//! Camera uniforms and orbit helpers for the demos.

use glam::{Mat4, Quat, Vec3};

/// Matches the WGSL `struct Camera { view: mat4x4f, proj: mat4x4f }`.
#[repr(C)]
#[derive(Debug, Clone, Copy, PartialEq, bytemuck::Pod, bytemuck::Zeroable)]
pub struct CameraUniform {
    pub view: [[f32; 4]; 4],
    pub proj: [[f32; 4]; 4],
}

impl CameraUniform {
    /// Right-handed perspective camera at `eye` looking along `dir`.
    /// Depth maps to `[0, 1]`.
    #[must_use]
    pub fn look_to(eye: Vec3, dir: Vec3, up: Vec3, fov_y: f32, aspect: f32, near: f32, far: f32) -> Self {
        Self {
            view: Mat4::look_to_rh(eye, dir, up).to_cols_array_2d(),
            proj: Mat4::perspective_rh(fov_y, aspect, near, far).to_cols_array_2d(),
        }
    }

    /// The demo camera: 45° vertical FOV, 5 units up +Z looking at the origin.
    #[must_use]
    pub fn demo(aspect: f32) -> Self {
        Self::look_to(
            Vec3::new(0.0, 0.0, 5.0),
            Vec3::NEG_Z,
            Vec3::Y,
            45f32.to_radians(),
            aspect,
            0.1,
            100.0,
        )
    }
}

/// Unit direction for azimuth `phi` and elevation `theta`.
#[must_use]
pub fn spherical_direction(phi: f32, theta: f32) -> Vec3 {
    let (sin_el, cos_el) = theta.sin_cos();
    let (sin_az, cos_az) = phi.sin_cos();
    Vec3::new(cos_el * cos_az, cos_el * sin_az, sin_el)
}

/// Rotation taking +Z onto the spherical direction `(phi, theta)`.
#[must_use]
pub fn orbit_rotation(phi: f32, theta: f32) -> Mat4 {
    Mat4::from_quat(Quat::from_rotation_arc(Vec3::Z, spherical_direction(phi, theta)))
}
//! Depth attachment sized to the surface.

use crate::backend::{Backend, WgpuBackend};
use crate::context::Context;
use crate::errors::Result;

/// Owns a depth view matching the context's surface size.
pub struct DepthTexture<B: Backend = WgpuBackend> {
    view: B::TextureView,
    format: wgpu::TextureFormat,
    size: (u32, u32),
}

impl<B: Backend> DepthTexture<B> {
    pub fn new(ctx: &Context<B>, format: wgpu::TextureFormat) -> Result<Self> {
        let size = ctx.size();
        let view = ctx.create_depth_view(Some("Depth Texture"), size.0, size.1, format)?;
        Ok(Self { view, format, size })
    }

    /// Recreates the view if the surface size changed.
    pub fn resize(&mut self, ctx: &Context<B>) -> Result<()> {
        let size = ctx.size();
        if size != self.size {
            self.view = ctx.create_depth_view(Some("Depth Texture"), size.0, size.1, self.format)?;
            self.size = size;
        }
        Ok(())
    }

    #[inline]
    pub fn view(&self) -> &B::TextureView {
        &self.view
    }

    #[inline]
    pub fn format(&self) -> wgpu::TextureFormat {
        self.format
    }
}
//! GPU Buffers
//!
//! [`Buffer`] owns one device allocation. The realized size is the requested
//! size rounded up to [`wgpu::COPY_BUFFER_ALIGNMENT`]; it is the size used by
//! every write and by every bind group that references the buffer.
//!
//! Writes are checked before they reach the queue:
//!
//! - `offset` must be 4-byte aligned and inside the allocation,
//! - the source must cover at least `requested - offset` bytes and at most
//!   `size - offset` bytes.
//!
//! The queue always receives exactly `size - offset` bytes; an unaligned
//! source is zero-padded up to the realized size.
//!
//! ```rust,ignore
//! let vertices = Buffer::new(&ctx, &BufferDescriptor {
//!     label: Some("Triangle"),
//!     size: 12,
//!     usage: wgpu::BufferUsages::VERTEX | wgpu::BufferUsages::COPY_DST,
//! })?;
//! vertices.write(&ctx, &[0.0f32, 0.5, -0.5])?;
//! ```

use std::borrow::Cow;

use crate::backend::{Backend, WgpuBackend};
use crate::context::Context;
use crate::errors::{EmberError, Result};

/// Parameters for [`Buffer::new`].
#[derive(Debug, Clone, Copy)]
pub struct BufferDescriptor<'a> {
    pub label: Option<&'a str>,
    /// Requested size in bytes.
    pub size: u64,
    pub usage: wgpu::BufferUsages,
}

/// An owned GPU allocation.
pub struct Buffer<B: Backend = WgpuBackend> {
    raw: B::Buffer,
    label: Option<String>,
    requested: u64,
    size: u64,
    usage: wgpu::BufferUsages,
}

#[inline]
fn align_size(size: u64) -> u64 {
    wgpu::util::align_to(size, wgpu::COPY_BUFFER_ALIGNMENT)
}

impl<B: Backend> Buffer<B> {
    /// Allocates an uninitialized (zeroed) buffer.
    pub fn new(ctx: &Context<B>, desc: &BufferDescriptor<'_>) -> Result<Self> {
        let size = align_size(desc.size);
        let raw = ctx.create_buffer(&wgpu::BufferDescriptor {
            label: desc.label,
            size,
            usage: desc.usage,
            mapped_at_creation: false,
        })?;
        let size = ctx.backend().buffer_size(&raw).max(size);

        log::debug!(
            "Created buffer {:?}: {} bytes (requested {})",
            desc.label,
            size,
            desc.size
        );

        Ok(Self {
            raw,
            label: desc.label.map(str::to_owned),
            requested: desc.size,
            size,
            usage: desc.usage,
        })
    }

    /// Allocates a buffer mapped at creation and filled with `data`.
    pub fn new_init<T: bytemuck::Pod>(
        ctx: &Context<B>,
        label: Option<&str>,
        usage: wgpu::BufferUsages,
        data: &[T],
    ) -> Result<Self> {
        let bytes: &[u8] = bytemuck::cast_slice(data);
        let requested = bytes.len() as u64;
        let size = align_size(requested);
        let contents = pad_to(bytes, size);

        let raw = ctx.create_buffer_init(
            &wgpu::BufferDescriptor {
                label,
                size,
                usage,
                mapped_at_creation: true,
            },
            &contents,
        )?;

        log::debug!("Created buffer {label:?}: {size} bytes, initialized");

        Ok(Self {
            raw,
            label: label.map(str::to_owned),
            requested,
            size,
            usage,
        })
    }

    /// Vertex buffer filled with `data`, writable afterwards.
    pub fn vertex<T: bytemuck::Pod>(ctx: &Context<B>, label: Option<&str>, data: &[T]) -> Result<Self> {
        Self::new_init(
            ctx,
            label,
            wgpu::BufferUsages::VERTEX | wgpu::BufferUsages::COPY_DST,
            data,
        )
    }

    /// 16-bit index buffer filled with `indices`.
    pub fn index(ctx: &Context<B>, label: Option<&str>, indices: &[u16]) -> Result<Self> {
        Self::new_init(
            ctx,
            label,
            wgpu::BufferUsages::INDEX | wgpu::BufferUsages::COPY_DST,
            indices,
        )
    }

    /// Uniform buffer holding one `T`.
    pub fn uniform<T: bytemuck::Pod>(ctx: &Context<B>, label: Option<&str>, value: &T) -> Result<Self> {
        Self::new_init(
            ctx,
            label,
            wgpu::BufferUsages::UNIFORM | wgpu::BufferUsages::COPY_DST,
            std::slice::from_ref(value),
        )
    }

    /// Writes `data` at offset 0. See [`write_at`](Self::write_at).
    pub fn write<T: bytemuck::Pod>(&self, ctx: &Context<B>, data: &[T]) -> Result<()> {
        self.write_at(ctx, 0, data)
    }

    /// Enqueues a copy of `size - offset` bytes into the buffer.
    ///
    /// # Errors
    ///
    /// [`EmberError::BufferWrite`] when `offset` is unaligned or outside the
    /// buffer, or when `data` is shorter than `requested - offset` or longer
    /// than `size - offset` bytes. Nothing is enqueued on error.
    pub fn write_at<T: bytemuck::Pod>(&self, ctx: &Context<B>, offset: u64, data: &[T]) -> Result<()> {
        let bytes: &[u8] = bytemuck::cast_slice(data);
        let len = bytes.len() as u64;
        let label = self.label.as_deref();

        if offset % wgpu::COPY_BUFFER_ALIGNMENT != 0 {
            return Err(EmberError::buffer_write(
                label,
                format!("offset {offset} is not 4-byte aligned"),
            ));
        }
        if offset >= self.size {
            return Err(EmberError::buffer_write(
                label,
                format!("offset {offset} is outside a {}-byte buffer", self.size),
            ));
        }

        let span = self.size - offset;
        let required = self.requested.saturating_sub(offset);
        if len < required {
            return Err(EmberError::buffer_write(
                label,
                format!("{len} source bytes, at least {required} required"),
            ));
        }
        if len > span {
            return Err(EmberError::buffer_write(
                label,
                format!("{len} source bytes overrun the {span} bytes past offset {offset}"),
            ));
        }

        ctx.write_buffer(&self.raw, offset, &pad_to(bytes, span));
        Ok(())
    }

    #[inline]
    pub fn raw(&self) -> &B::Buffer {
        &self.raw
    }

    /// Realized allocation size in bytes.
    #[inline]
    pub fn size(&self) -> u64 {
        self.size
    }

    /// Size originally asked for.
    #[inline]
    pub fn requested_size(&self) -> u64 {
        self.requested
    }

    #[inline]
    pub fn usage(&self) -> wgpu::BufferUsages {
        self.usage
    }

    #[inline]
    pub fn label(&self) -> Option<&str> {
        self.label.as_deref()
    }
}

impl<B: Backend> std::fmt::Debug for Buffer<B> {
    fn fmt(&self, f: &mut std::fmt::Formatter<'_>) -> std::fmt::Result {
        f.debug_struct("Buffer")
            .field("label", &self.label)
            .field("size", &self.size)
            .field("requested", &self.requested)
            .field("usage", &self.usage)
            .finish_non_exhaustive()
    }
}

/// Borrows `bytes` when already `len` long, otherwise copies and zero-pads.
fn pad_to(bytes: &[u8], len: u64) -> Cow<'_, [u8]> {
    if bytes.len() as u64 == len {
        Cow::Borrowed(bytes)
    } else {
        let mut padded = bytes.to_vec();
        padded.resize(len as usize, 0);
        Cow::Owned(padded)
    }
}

EXERCISE BRIEF ->
Keep only the lines from the one containing "fn pad_to(bytes: &[u8], len: u64)" through the final line of the records, and transcribe them exactly.

RESPONSE TO THE TASK ->
fn pad_to(bytes: &[u8], len: u64) -> Cow<'_, [u8]> {
    if bytes.len() as u64 == len {
        Cow::Borrowed(bytes)
    } else {
        let mut padded = bytes.to_vec();
        padded.resize(len as usize, 0);
        Cow::Owned(padded)
    }
}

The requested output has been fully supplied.